If Sanders supporters are really building a movement for radical change--which I approve--why do they act so much like a consumer fandom? 1
— Dale Carrico (@dalecarrico) January 30, 2016
What new institutions are they creating and what will make them effective and last? 2
— Dale Carrico (@dalecarrico) January 30, 2016
How do they connect to existing partisan formations like the PCCC, CBC, Urban League, Emily's List & real movements like BlackLivesMatter? 3
— Dale Carrico (@dalecarrico) January 30, 2016
As someone who actually studies revolutionary history and affirms the revolution of conscience in nonviolent resistance movement I wonder 4
— Dale Carrico (@dalecarrico) January 30, 2016
...why so many Bernie supporters seem to think voting for a Presidential candidate is a revolutionary act. 5
— Dale Carrico (@dalecarrico) January 31, 2016
After a generation of techbros selling us crap apps and technofixes as Revolution now berniebros sell a celebrity DreamPrez as Revolution. 6
— Dale Carrico (@dalecarrico) January 31, 2016
My point is not to disdain Revolution or even Bernie Sanders, who is a fine Senator and progressive lion... 7
— Dale Carrico (@dalecarrico) January 31, 2016
...but to resist the denigration of the revolutionary represented by the mis-recognition of a partisan primary contest as a revolution. 8
— Dale Carrico (@dalecarrico) January 31, 2016
1 comment:
A lot of this I think comes down to some genuine weaknesses of what passes for a left in America. There's a sense that the One Big Moment will change everything--and the inevitable disappointment that follows. And it's a bit disturbing because in many ways it tends to cult of personality. So in 2008, lots of people tricked themselves into believing that Obama was an anti-interventionist social democrat (by studiously avoiding reading any of his platform), while Mark Morford was saying that he was a Light Worker. People swooned at his speeches, and at his election, people rejoiced that they were going to Change America for good. And then, he turned out to be a bog-standard Democrat, everyone lost interest or got all huffy, and the GOP rode to power in a historic wave election in 2010.
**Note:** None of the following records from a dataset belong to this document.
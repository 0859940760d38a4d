// HTTP client wrapper: fixed base URL, 10 s timeout, bearer injection on
// the way out, error normalization on the way in. The 401 path is the only
// one with a side effect (session teardown); everything else is pure
// request/response.

use std::sync::Arc;
use std::time::Duration;

use reqwest::header::{HeaderMap, HeaderValue, CONTENT_TYPE};
use reqwest::{Client, Method, StatusCode};
use serde_json::Value;
use url::Url;

use crate::config;
use crate::error::ClientError;
use crate::session::Session;

/// REST endpoints consumed by the domain services.
pub mod endpoints {
    pub const LOGIN: &str = "/users/login";
    pub const USERS: &str = "/users";
    pub const PROJECTS: &str = "/projects";
    pub const CHECKLISTS: &str = "/checklists";
    pub const POSTS: &str = "/posts";
    pub const PROGRESS: &str = "/progress";
}

pub struct ApiClient {
    http: Client,
    base_url: String,
    session: Arc<Session>,
}

impl ApiClient {
    /// Client against the configured backend.
    pub fn from_config(session: Arc<Session>) -> Result<Self, ClientError> {
        let api = &config::config().api;
        Self::new(&api.base_url, api.timeout_secs, session)
    }

    pub fn new(
        base_url: &str,
        timeout_secs: u64,
        session: Arc<Session>,
    ) -> Result<Self, ClientError> {
        Url::parse(base_url)
            .map_err(|err| ClientError::unknown(format!("ogiltig bas-URL {base_url}: {err}")))?;

        let mut headers = HeaderMap::new();
        headers.insert(CONTENT_TYPE, HeaderValue::from_static("application/json"));

        let http = Client::builder()
            .timeout(Duration::from_secs(timeout_secs))
            .default_headers(headers)
            .build()
            .map_err(|err| ClientError::unknown(err.to_string()))?;

        Ok(Self {
            http,
            base_url: base_url.trim_end_matches('/').to_string(),
            session,
        })
    }

    pub fn session(&self) -> &Arc<Session> {
        &self.session
    }

    pub async fn get(&self, path: &str) -> Result<Value, ClientError> {
        self.request(Method::GET, path, None).await
    }

    pub async fn post(&self, path: &str, body: &Value) -> Result<Value, ClientError> {
        self.request(Method::POST, path, Some(body)).await
    }

    pub async fn put(&self, path: &str, body: &Value) -> Result<Value, ClientError> {
        self.request(Method::PUT, path, Some(body)).await
    }

    pub async fn patch(&self, path: &str, body: &Value) -> Result<Value, ClientError> {
        self.request(Method::PATCH, path, Some(body)).await
    }

    pub async fn delete(&self, path: &str) -> Result<Value, ClientError> {
        self.request(Method::DELETE, path, None).await
    }

    async fn request(
        &self,
        method: Method,
        path: &str,
        body: Option<&Value>,
    ) -> Result<Value, ClientError> {
        let url = format!("{}{}", self.base_url, path);

        let mut builder = self.http.request(method, &url);
        // Token absence is not an error; the request goes out unauthenticated
        if let Some(token) = self.session.token() {
            builder = builder.bearer_auth(token);
        }
        if let Some(body) = body {
            builder = builder.json(body);
        }

        let response = match builder.send().await {
            Ok(response) => response,
            Err(err) if err.is_builder() => return Err(ClientError::unknown(err.to_string())),
            Err(err) => {
                tracing::debug!("request to {url} failed before a response: {err}");
                return Err(ClientError::Network);
            }
        };

        let status = response.status();
        let text = response.text().await.unwrap_or_default();
        let data: Value = serde_json::from_str(&text).unwrap_or(Value::Null);

        if status.is_success() {
            return Ok(data);
        }

        if status == StatusCode::UNAUTHORIZED {
            // Token expired or invalid: tear the session down and let the
            // caller land on the login route.
            self.session.invalidate();
        }

        let message = data
            .get("message")
            .and_then(Value::as_str)
            .map(str::to_string)
            .unwrap_or_else(|| format!("HTTP-fel {}", status.as_u16()));

        Err(ClientError::api(status.as_u16(), message, Some(data)))
    }
}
And honestly, even without the cult of personality/fandom, there's still a sense that really, you need to have a big march and that'll change things. My suspicion of why this belief persists and thus leads to disappointment is that a lot of lefties have internalized the American myth of Vietnam that Hippies Stopped the War. And because they don't realize that the withdrawal from Vietnam was the rational decision made by a bunch of middle-aged guys with Byrlcreem, they figure that The Hippies did it with their protests. (Boomer self-aggrandizement and right-wing ressentiment together feed into this faulty historical memory.)
But the combination of believing that a Man of Destiny or one-time spectacle can change things means that there's a constant disappointment and befuddlement as to why Team R (which does the boring, unsexy legwork of building local organizations throughout the country) constantly punches above its weight.